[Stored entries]
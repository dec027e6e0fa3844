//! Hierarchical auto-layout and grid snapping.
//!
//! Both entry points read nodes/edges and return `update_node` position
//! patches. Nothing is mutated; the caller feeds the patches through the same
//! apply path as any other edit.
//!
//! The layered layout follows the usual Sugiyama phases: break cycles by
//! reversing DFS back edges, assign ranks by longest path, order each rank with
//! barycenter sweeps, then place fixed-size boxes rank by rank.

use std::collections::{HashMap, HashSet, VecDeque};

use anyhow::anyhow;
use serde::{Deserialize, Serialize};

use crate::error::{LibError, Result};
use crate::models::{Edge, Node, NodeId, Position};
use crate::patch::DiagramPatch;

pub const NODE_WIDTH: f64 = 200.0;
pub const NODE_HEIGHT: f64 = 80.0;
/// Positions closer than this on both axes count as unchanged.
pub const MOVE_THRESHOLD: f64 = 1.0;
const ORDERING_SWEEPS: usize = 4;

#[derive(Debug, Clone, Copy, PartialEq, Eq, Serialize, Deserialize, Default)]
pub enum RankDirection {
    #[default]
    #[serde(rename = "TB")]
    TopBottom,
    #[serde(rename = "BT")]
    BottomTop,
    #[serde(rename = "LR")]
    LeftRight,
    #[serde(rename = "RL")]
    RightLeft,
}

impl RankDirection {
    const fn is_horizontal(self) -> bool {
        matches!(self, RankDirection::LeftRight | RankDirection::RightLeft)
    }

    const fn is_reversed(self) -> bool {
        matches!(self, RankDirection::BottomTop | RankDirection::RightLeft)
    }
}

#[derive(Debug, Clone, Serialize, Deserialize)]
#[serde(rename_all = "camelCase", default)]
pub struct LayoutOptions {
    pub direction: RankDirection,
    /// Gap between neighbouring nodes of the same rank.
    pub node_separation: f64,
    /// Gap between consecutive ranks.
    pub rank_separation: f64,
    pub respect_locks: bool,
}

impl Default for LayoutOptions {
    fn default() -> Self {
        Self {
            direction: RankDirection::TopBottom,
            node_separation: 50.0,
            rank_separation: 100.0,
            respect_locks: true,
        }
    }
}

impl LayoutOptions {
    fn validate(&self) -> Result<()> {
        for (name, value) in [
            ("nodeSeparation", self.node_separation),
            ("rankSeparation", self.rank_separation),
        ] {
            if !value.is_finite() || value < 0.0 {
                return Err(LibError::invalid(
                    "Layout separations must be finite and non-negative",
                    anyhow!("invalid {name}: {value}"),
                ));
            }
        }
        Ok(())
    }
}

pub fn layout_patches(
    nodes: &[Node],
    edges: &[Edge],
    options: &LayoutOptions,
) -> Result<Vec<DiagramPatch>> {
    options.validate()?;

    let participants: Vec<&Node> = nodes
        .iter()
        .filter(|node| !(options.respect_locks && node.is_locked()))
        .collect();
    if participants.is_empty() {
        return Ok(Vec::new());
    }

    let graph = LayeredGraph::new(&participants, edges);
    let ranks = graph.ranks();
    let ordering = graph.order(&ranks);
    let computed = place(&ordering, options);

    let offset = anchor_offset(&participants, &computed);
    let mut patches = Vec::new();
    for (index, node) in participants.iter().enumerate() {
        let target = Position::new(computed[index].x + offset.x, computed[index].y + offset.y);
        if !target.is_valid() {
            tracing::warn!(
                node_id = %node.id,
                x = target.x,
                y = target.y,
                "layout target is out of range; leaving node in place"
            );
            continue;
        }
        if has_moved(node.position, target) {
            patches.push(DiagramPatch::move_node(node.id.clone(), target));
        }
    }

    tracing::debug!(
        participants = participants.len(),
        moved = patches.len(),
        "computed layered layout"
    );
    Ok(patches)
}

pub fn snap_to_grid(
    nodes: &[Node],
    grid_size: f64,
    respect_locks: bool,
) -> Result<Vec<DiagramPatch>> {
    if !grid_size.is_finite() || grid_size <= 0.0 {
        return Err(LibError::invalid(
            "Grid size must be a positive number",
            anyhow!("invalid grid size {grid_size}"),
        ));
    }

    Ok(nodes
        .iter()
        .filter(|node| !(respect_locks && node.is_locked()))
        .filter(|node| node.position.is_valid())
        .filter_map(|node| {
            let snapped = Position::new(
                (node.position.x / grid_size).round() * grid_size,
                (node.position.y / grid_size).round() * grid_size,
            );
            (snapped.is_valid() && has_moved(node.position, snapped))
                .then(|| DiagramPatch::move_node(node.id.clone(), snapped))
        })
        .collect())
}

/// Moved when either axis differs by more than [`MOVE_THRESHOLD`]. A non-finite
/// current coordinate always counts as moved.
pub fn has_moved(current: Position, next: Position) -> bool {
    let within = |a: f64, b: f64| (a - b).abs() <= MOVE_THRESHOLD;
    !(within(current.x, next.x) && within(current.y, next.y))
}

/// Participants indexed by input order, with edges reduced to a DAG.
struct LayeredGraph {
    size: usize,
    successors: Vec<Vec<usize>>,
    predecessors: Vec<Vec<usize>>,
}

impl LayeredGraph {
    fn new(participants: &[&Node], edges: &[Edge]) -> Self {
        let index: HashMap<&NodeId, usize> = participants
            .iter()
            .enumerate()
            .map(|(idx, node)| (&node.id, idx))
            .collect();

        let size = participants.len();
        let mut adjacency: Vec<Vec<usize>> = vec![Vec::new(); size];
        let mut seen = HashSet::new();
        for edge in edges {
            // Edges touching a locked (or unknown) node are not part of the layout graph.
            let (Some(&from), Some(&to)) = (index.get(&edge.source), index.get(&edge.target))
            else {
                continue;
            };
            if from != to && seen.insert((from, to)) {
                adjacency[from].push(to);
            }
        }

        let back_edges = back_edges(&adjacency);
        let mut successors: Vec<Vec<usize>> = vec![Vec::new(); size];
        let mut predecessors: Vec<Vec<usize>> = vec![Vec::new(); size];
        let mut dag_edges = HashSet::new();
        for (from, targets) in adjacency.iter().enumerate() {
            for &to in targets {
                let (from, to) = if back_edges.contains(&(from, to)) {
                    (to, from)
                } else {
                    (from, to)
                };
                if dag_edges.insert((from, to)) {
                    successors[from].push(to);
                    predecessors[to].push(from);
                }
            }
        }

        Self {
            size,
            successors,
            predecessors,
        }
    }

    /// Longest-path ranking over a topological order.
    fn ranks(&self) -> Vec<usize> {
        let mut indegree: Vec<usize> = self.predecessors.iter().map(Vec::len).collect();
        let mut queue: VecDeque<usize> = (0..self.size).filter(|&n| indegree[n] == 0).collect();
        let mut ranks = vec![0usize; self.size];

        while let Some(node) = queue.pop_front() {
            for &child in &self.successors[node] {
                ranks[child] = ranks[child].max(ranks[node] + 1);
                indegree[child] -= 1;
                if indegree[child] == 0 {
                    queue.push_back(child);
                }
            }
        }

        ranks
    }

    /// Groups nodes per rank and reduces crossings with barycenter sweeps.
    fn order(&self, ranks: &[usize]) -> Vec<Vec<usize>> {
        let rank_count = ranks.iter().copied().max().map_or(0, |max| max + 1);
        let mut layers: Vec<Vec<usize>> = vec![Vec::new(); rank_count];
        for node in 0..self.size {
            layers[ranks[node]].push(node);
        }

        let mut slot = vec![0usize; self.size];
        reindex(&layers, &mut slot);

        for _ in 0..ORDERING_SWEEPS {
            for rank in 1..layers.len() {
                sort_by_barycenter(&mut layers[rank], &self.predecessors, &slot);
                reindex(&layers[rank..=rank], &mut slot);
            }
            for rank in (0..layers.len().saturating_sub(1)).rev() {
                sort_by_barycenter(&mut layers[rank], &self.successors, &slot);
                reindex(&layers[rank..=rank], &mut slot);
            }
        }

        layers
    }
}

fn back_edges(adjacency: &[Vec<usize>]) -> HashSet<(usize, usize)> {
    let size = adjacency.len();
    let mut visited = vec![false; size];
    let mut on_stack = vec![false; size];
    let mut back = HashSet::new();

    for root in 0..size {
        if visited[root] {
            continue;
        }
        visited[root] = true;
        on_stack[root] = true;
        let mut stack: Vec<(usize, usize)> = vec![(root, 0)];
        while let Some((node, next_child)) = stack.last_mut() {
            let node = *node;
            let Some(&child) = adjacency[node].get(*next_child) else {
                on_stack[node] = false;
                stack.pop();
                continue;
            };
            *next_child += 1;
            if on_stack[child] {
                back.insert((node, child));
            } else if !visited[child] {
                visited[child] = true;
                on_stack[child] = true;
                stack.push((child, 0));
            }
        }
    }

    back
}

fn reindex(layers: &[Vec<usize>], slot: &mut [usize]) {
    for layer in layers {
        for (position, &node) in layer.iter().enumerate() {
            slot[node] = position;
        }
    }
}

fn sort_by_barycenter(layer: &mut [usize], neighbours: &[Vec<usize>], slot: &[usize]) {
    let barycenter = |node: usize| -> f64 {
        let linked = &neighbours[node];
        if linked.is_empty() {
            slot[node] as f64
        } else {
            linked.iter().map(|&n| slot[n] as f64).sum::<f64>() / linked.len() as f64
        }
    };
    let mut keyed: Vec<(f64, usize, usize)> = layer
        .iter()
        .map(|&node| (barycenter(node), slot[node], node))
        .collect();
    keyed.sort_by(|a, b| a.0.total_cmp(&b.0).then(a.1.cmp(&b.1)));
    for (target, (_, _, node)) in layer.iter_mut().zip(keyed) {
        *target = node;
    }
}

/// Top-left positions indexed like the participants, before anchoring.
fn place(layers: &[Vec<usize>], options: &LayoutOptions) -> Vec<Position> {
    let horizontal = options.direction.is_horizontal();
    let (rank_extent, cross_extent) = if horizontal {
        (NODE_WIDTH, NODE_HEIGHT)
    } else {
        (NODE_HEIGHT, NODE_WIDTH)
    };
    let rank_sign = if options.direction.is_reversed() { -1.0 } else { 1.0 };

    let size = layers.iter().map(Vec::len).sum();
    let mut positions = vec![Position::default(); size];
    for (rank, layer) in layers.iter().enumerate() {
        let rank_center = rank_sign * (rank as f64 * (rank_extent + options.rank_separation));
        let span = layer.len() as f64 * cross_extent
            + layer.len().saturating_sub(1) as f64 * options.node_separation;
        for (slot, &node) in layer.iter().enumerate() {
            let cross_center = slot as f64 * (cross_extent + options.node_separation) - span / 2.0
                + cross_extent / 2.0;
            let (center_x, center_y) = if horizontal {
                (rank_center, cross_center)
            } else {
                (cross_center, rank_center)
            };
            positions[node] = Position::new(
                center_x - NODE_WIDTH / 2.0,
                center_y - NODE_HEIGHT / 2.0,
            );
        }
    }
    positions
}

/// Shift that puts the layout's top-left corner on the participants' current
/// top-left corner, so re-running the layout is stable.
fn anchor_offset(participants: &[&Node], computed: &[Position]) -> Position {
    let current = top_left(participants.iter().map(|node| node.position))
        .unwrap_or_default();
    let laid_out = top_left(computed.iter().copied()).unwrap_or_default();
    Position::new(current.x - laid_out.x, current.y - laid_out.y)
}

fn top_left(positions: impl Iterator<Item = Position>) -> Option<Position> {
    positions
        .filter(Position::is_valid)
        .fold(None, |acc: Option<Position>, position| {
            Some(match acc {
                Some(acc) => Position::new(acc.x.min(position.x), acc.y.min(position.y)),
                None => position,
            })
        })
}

**Problem**. Write only the number of lines in the entries where the string "Serialize" occurs.

**Task answer**. 3